Promising statistics recently came out early this year indicating the mortality rate for older Americans is down from 2015 to 2016, perhaps due in part to the greater access to healthcare our elders enjoy now that insurance companies cannot deny individuals with pre-existing conditions. For Americans age 75 to 84, the mortality rate improved by 2.3 percent between 2015 and 2016, or twice the rate of improvement seen between 2011 and 2016. The figures come from the Society of Actuaries and is based on data provided by the Centers for Disease Control.
Mortality also improved for those 85-years and older by 2.1 percent, which is more than three times the rate of improvement between 2011 and 2016, according to new analysis from the Society of Actuaries. However, Americans aged 25 to 34-years old saw their mortality rates increase by 10.5 percent in 2016 which represented the highest of all age brackets.
The Society of Actuaries believes the uptick in mortality rates for younger Americans is due to a spike in accidents and the nationwide opioid epidemic. According to the report, opioid deaths are up almost 25 percent across the country in 2016, which constituted the highest increase for any single type of death.
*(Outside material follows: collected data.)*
//! Argonaut - word-predictive block compression
//!
//! Argonaut splits its input into fixed-width words and predicts each one from
//! a recency-ranked dictionary selected by the word before it. Predicted words
//! cost a short prefix code for their rank; unpredicted words are stored as
//! literals. When prediction stops paying for itself, the rest of the block is
//! stored raw.
//!
//! # Features
//!
//! - 32-bit and 64-bit words
//! - Configurable dictionary geometry, recorded in the stream header
//! - Per-block escape to raw storage, with a hard bound on expansion
//! - Every decoded code is validated; corrupt input yields an error, never a panic
//!
//! # Example
//!
//! ```
//! use argonaut::{compress_with, decompress, Options, WordSize};
//!
//! let data = b"ping pong ping pong ping pong ping pong ".repeat(64);
//! let options = Options::new(WordSize::Word32);
//! let compressed = compress_with(&data, &options)?;
//! assert!(compressed.len() < data.len());
//!
//! // The stream does not carry the original length
//! let restored = decompress(&compressed, data.len())?;
//! assert_eq!(restored, data);
//! # Ok::<(), argonaut::ArgonautError>(())
//! ```

#![warn(missing_docs)]
#![warn(missing_debug_implementations)]

// Public modules
pub mod common;
pub mod compress;
pub mod decompress;
pub mod dictionary;
pub mod error;
pub mod hash;
pub mod rank;
pub mod signature;
pub mod streams;
pub mod tables;

// Re-export commonly used types
pub use common::{
    ArgonautError, CompressionStats, Options, Result, WordSize, BLOCK_HEADER_SIZE,
    BLOCK_SIGNATURES, BUCKET_REFERENCE_SIZE, DEFAULT_BUCKET_DEPTH, DEFAULT_HASH_BITS,
    EFFICIENCY_CHECK_SIGNATURES, EFFICIENCY_THRESHOLD_PERCENT, MAX_BLOCK_OVERHEAD,
    MAX_BUCKET_DEPTH, MAX_HASH_BITS, MIN_HASH_BITS, STREAM_HEADER_SIZE,
};
pub use compress::{compress_bound, Encoder};
pub use decompress::Decoder;
pub use dictionary::{Dictionary, Prediction};
pub use hash::Word;
pub use rank::{decode_rank, encode_rank, BitReader, BitWriter};
pub use signature::{BlockManager, BlockState, Signature, SignatureRun};
pub use streams::{Entity, EntityStreams};
pub use tables::{RankCode, RANK_CODES};

// Convenience functions

/// Compress data with default options (32-bit words)
pub fn compress(data: &[u8]) -> Result<Vec<u8>> {
    compress_with(data, &Options::default())
}

/// Compress data with the given options
pub fn compress_with(data: &[u8], options: &Options) -> Result<Vec<u8>> {
    compress::compress_bytes(data, options).map(|(compressed, _)| compressed)
}

/// Compress data and report what the predictor did
pub fn compress_with_stats(
    data: &[u8],
    options: &Options,
) -> Result<(Vec<u8>, CompressionStats)> {
    compress::compress_bytes(data, options)
}

/// Compress into `out`, returning the compressed size
///
/// A buffer of [`compress_bound`] bytes is always large enough.
pub fn compress_into(data: &[u8], options: &Options, out: &mut [u8]) -> Result<usize> {
    compress::compress_into(data, options, out)
}

/// Decompress a stream of `expected_size` original bytes
///
/// # Arguments
/// * `data` - The compressed stream, header included
/// * `expected_size` - Length of the original input
///
/// # Returns
/// A vector containing the decompressed data
pub fn decompress(data: &[u8], expected_size: usize) -> Result<Vec<u8>> {
    decompress::decompress_bytes(data, expected_size)
}

/// Decompress into `out`, returning the number of bytes written
pub fn decompress_into(data: &[u8], expected_size: usize, out: &mut [u8]) -> Result<usize> {
    decompress::decompress_into(data, expected_size, out)
}
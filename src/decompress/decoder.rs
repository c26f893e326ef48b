//! Decompression context

use crate::dictionary::Dictionary;
use crate::hash::Word;
use crate::rank::{decode_rank, BitReader};
use crate::signature::Signature;
use crate::streams::{BlockView, ByteCursor};
use crate::{ArgonautError, Options, Result, EFFICIENCY_CHECK_SIGNATURES};

/// Block-by-block decoder for one stream
///
/// Mirrors the encoder's dictionary updates exactly, so both sides hold the
/// same bucket contents after every word.
#[derive(Debug)]
pub struct Decoder<W: Word> {
    dictionary: Dictionary<W>,
    context: W,
}

impl<W: Word> Decoder<W> {
    /// Create a decoder for `options`
    pub fn new(options: &Options) -> Result<Self> {
        options.validate()?;
        if options.word_size.bytes() != W::BYTES {
            return Err(ArgonautError::InvalidWordSize(options.word_size as u8));
        }

        Ok(Self {
            dictionary: Dictionary::new(options)?,
            context: W::default(),
        })
    }

    /// Decode every word of `block`, appending their bytes to `out`
    pub fn decode_block(&mut self, block: &BlockView<'_>, out: &mut Vec<u8>) -> Result<()> {
        let mut rank = BitReader::new(block.rank);
        let mut dictionary = ByteCursor::new(block.dictionary);
        let mut encoded = ByteCursor::new(block.encoded);
        let mut marker = 0usize;
        let mut escaped = false;

        for (index, signature) in block.signatures.iter().enumerate() {
            let signature = signature?;
            if escaped && signature != Signature::Escaped {
                return Err(ArgonautError::CorruptStream(format!(
                    "{signature:?} signature {index} follows an escape"
                )));
            }

            let word = match signature {
                Signature::Escaped => {
                    // Escapes only begin where an efficiency window ends
                    if !escaped && (index == 0 || index % EFFICIENCY_CHECK_SIGNATURES != 0) {
                        return Err(ArgonautError::CorruptStream(format!(
                            "escape begins at signature {index}"
                        )));
                    }
                    escaped = true;
                    W::read_le(encoded.take(W::BYTES)?)
                }
                Signature::Hit => {
                    self.expect_marker(block, marker, true)?;
                    marker += 1;
                    let code = decode_rank(&mut rank)?;
                    self.dictionary.resolve(self.context, code)?
                }
                Signature::Miss => {
                    self.expect_marker(block, marker, false)?;
                    marker += 1;
                    self.check_bucket(dictionary.read_u16_le()?)?;
                    let word = W::read_le(encoded.take(W::BYTES)?);
                    self.dictionary.learn(self.context, word);
                    word
                }
            };

            word.write_le(out);
            self.context = word;
        }

        rank.read_padding()?;
        if rank.bytes_consumed() != block.rank.len() {
            return Err(ArgonautError::CorruptStream(format!(
                "rank stream is {} bytes, codes used {}",
                block.rank.len(),
                rank.bytes_consumed()
            )));
        }
        debug_assert!(dictionary.is_empty() && encoded.is_empty());
        Ok(())
    }

    fn expect_marker(&self, block: &BlockView<'_>, index: usize, hit: bool) -> Result<()> {
        if block.prediction(index)? != hit {
            return Err(ArgonautError::CorruptStream(format!(
                "prediction marker {index} disagrees with its signature"
            )));
        }
        Ok(())
    }

    /// A bucket reference must name the bucket the context selects
    fn check_bucket(&self, bucket: u16) -> Result<()> {
        let bucket = bucket as usize;
        if bucket >= self.dictionary.bucket_count() {
            return Err(ArgonautError::InvalidCode(format!(
                "bucket {bucket} out of {} buckets",
                self.dictionary.bucket_count()
            )));
        }
        let expected = self.dictionary.bucket(self.context);
        if bucket != expected {
            return Err(ArgonautError::InvalidCode(format!(
                "bucket reference {bucket}, context selects {expected}"
            )));
        }
        Ok(())
    }
}
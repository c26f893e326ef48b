//! Argonaut decompression
//!
//! The stream does not record its own length; callers pass the size of the
//! original input, which fixes the number of words, the signature count of
//! every block, and the length of the raw tail.

mod decoder;

pub use decoder::Decoder;

use crate::hash::Word;
use crate::streams::{BlockView, ByteCursor};
use crate::{ArgonautError, Options, Result, WordSize, BLOCK_SIGNATURES, STREAM_HEADER_SIZE};

/// Upper bound on bytes produced per compressed byte, used to cap preallocation
const MAX_EXPANSION: usize = 16;

/// Decompress a stream holding `expected_size` original bytes
pub fn decompress_bytes(data: &[u8], expected_size: usize) -> Result<Vec<u8>> {
    let options = Options::from_header(data)?;
    let mut cursor = ByteCursor::new(data);
    cursor.take(STREAM_HEADER_SIZE)?;

    let mut output = Vec::with_capacity(expected_size.min(data.len() * MAX_EXPANSION));
    match options.word_size {
        WordSize::Word32 => {
            decompress_words::<u32>(&mut cursor, &options, expected_size, &mut output)?
        }
        WordSize::Word64 => {
            decompress_words::<u64>(&mut cursor, &options, expected_size, &mut output)?
        }
    }

    if !cursor.is_empty() {
        return Err(ArgonautError::CorruptStream(format!(
            "{} trailing bytes after the stream",
            cursor.remaining()
        )));
    }
    Ok(output)
}

/// Decompress into a caller-supplied buffer, returning the number of bytes written
///
/// Nothing is written when the buffer cannot hold `expected_size` bytes.
pub fn decompress_into(data: &[u8], expected_size: usize, out: &mut [u8]) -> Result<usize> {
    if out.len() < expected_size {
        return Err(ArgonautError::OutputOverflow {
            needed: expected_size,
            available: out.len(),
        });
    }
    let decompressed = decompress_bytes(data, expected_size)?;
    out[..decompressed.len()].copy_from_slice(&decompressed);
    Ok(decompressed.len())
}

fn decompress_words<W: Word>(
    cursor: &mut ByteCursor<'_>,
    options: &Options,
    expected_size: usize,
    output: &mut Vec<u8>,
) -> Result<()> {
    let mut decoder = Decoder::<W>::new(options)?;
    let mut remaining = expected_size / W::BYTES;

    while remaining > 0 {
        let block = BlockView::parse(cursor, W::BYTES)?;
        let expected = remaining.min(BLOCK_SIGNATURES);
        if block.signatures.len() != expected {
            return Err(ArgonautError::CorruptStream(format!(
                "block of {} signatures where {expected} were expected",
                block.signatures.len()
            )));
        }
        decoder.decode_block(&block, output)?;
        remaining -= expected;
    }

    output.extend_from_slice(cursor.take(expected_size % W::BYTES)?);
    Ok(())
}
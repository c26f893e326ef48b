//! Argonaut compression
//!
//! This module drives the per-word pipeline: hash the context, predict the
//! word, route the outcome into the entity streams, and flush a block every
//! 4096 signatures.

mod encoder;

pub use encoder::Encoder;

use crate::common::{MAX_BLOCK_OVERHEAD, STREAM_HEADER_SIZE};
use crate::hash::Word;
use crate::{ArgonautError, CompressionStats, Options, Result, WordSize, BLOCK_SIGNATURES};

/// Worst-case compressed size of `len` input bytes
///
/// Prediction stops paying for itself at most one efficiency window before a
/// block escapes, so every block adds at most [`MAX_BLOCK_OVERHEAD`] bytes.
pub fn compress_bound(len: usize, options: &Options) -> usize {
    let words = len / options.word_size.bytes();
    let blocks = words.div_ceil(BLOCK_SIGNATURES);
    STREAM_HEADER_SIZE + len + blocks * MAX_BLOCK_OVERHEAD
}

/// Compress `data` and report statistics
pub fn compress_bytes(data: &[u8], options: &Options) -> Result<(Vec<u8>, CompressionStats)> {
    options.validate()?;
    match options.word_size {
        WordSize::Word32 => compress_words::<u32>(data, options),
        WordSize::Word64 => compress_words::<u64>(data, options),
    }
}

/// Compress into a caller-supplied buffer, returning the number of bytes written
///
/// Nothing is written when the buffer is too small.
pub fn compress_into(data: &[u8], options: &Options, out: &mut [u8]) -> Result<usize> {
    let (compressed, _) = compress_bytes(data, options)?;
    if compressed.len() > out.len() {
        return Err(ArgonautError::OutputOverflow {
            needed: compressed.len(),
            available: out.len(),
        });
    }
    out[..compressed.len()].copy_from_slice(&compressed);
    Ok(compressed.len())
}

fn compress_words<W: Word>(
    data: &[u8],
    options: &Options,
) -> Result<(Vec<u8>, CompressionStats)> {
    let mut output = Vec::with_capacity(compress_bound(data.len(), options));
    output.extend_from_slice(&options.to_header()?);

    let mut encoder = Encoder::<W>::new(options)?;
    let words = data.chunks_exact(W::BYTES);
    let tail = words.remainder();
    for chunk in words {
        encoder.encode_word(W::read_le(chunk), &mut output);
    }

    let stats = encoder.finish(tail, &mut output);
    Ok((output, stats))
}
According to data analyzed by the Society of Actuaries, the mortality rate in the United States has declined every year from 1999 to 2015 but the overall life expectancy has slowed in the past five-years. Heart disease is the number one cause of death among Americans and has been a very large contributor to the slowdown in mortality improvements since the late 2000s.
So what does all this mean for older Americans? For starters, companies providing pensions will have to readjust their actuaries to calculate for lump sum pensions buyouts, which can be good news for some folks planning their retirements. Those companies will in turn also have to rethink their pension funding methods as retirees are living longer, healthier lives.
Furthermore, the news is just one more reasons why folks need to periodically review their retirement and estate planning goals to keep pace with the realities around them. What may have seemed like a perfectly suitable plan a few years ago may need to be altered or adjusted when life changes occur. Take care of yourself and your family by staying on top of your estate plan, making changes to your will or trusts, and being aware of upcoming events.